Impact of Justinian’s War on Italy

Justinian invaded Italy because he saw a chance to unite the East and the West under his rule. The riches of Italy would also make a welcome addition to his empire. But what was supposed to be an easy victory, turned into a long drawn out war that lasted decades. By the time he managed to conquer Italy in the 550s, it was a mere shadow of its former self. Read on to learn the impact of Justinian’s war on Italy.

Impact on the People

With war, there is famine, disease and suffering. Decades of fighting led to the deaths of many people in Italy. As a result, there were less people to work the fields or rebuild the land. Those that managed to survive became refugees and suffered great hardships. The war destroyed their homes and so they had to manage as best as they could. Many chose to settle elsewhere rather than to return to their devastated homeland. The reduced population of Italy affected the economy badly.

Impact on Economy

Much of Italy’s wealth came from its land. During the reign of the Goths, the rich landowners watched their estates thrive. But after the war, the rich landowners owned charred fields that had little value. Fighting had left everything in ruins. Most of the wealth derived from the land was lost. On the one hand, there were fewer people to work the fields. On the other hand, the land was too devastated to grow anything. Under the reign of Justinian, the wealth of Italy declined greatly due to his campaigns. Things got so bad that Pope Pelagius had to beg for financial aid from Gaul and Africa.

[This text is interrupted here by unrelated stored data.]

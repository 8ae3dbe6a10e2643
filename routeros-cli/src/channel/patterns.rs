//! Terminal pattern registry.
//!
//! A [`PatternRegistry`] holds three ordered pattern sets:
//!
//! - **prompt** patterns, matching a quiescent device prompt at the end of output
//! - **error** patterns, matching device error lines anywhere in fresh output
//! - **interactive prompt** patterns, matching one-time banners that need a keystroke
//!
//! Within a set the first matching pattern wins. Error patterns are checked
//! independently of the others and take precedence, since they mean the
//! command failed even when a prompt follows.

use std::fmt;
use std::ops::Range;

use regex::bytes::Regex;

use super::buffer::PatternBuffer;
use crate::error::PlatformError;

/// Classification tag of a terminal pattern.
#[derive(Debug, Clone, Copy, PartialEq, Eq, Hash)]
pub enum PatternClass {
    /// Device prompt, the shell is ready for the next command.
    Prompt,
    /// Device error output.
    Error,
    /// One-time interactive banner (license, "press Enter").
    InteractivePrompt,
}

impl fmt::Display for PatternClass {
    fn fmt(&self, f: &mut fmt::Formatter<'_>) -> fmt::Result {
        let name = match self {
            PatternClass::Prompt => "prompt",
            PatternClass::Error => "error",
            PatternClass::InteractivePrompt => "interactive_prompt",
        };
        f.write_str(name)
    }
}

/// A compiled pattern plus its classification.
#[derive(Debug, Clone)]
pub struct TerminalPattern {
    class: PatternClass,
    regex: Regex,
}

impl TerminalPattern {
    /// Compile a new terminal pattern.
    pub fn new(class: PatternClass, pattern: &str) -> Result<Self, PlatformError> {
        let regex = Regex::new(pattern).map_err(|source| PlatformError::InvalidPattern {
            pattern: pattern.to_string(),
            source,
        })?;
        Ok(Self { class, regex })
    }

    /// The classification tag.
    pub fn class(&self) -> PatternClass {
        self.class
    }

    /// The underlying regex.
    pub fn regex(&self) -> &Regex {
        &self.regex
    }

    /// Check if the pattern matches anywhere in `data`.
    pub fn is_match(&self, data: &[u8]) -> bool {
        self.regex.is_match(data)
    }
}

/// A pattern hit inside a [`PatternBuffer`].
#[derive(Debug, Clone, PartialEq, Eq)]
pub struct PatternMatch {
    /// Class of the pattern that matched.
    pub class: PatternClass,

    /// Absolute byte range of the match in the buffer.
    pub range: Range<usize>,

    /// Matched text, lossy UTF-8 with surrounding whitespace trimmed.
    pub text: String,
}

impl PatternMatch {
    fn new(class: PatternClass, range: Range<usize>, data: &[u8]) -> Self {
        let text = String::from_utf8_lossy(&data[range.clone()]).trim().to_string();
        Self { class, range, text }
    }
}

/// Ordered prompt, error and interactive prompt patterns for one device family.
///
/// Immutable once built; share it between sessions through an `Arc`.
#[derive(Debug, Clone, Default)]
pub struct PatternRegistry {
    prompts: Vec<TerminalPattern>,
    errors: Vec<TerminalPattern>,
    interactive: Vec<TerminalPattern>,
}

impl PatternRegistry {
    /// Create an empty registry.
    pub fn new() -> Self {
        Self::default()
    }

    /// Append a prompt pattern.
    pub fn with_prompt(mut self, pattern: &str) -> Result<Self, PlatformError> {
        self.prompts
            .push(TerminalPattern::new(PatternClass::Prompt, pattern)?);
        Ok(self)
    }

    /// Append an error pattern.
    pub fn with_error(mut self, pattern: &str) -> Result<Self, PlatformError> {
        self.errors
            .push(TerminalPattern::new(PatternClass::Error, pattern)?);
        Ok(self)
    }

    /// Append an interactive prompt pattern.
    pub fn with_interactive_prompt(mut self, pattern: &str) -> Result<Self, PlatformError> {
        self.interactive
            .push(TerminalPattern::new(PatternClass::InteractivePrompt, pattern)?);
        Ok(self)
    }

    /// Prompt patterns in priority order.
    pub fn prompt_patterns(&self) -> &[TerminalPattern] {
        &self.prompts
    }

    /// Error patterns in priority order.
    pub fn error_patterns(&self) -> &[TerminalPattern] {
        &self.errors
    }

    /// Interactive prompt patterns in priority order.
    pub fn interactive_prompt_patterns(&self) -> &[TerminalPattern] {
        &self.interactive
    }

    /// First error pattern matching output from the line containing `from`
    /// onwards.
    ///
    /// Unlike terminal patterns, errors are not limited to the tail window:
    /// an error line followed by a long trailer still counts.
    pub fn find_error(&self, buffer: &PatternBuffer, from: usize) -> Option<PatternMatch> {
        self.errors.iter().find_map(|p| {
            buffer
                .search_from_line(p.regex(), from)
                .map(|range| PatternMatch::new(p.class(), range, buffer.as_slice()))
        })
    }

    /// First prompt or interactive prompt matching the buffer tail.
    ///
    /// Device prompts are checked before interactive banners.
    pub fn find_terminal(&self, buffer: &PatternBuffer) -> Option<PatternMatch> {
        Self::first_match(&self.prompts, buffer)
            .or_else(|| Self::first_match(&self.interactive, buffer))
    }

    fn first_match(patterns: &[TerminalPattern], buffer: &PatternBuffer) -> Option<PatternMatch> {
        patterns.iter().find_map(|p| {
            buffer
                .search_tail(p.regex())
                .map(|range| PatternMatch::new(p.class(), range, buffer.as_slice()))
        })
    }
}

Impact of Justinian’s Restoration Attempts

Since a war torn Italy would do him no good, Justinian did his best to rebuild the land. In the process, he made significant changes. Firstly, there was no more Emperor of the West. Secondly, he did away with many major posts that the Goths had maintained. Thirdly, he appointed his own officials to vital positions instead of the native Italians. These officials reported directly to Constantinople. Although there were Italian bishops, Justinian saw fit to place his own men in key positions as well. Clearly, Justinian did not trust the Italians to run their land for fear that they might rebel against him. As a result, Italy slowly declined in importance.

Impact on Learning

Decades of war led to the decline of intellectual life in Italy. With all the chaos going on, there was no chance or place for intellectual pursuits to flourish. With the death and migration of many of Italy’s learned men, few remained to teach the younger generation. Thus, by the time Justinian conquered the peninsula, the people who survived could barely spell.

Impact on Security

Justinian achieved his aims of retaking Italy and destroying the Goths. But in doing so, he created another problem. His wars left Italy vulnerable to other barbarian tribes like the Franks and the Lombards. The Lombards had served under Narses during his campaign against the Goths. But he dismissed them after defeating Totila because they were too hard to control. Having served in the Gothic wars, the Lombards were well aware of Italy’s weakness. Thus, they patiently waited for the right moment to invade the land again.

Reflections of the Vizier

Due to Justinian’s ambitions, Italy suffered death and destruction. But there was no stability or prosperity after he retook the land either. He simply did not have the power to defend his Italian possessions from the other barbarian threats they faced. This led to more invasions and destruction that plunged Italy into the Dark Ages.

References

Moorhead, John. Justinian. New York: Addison Wesley Longman Limited, 1997.

Norwich, John Julius. Byzantium: The Early Centuries. England: Penguin Books, 1990.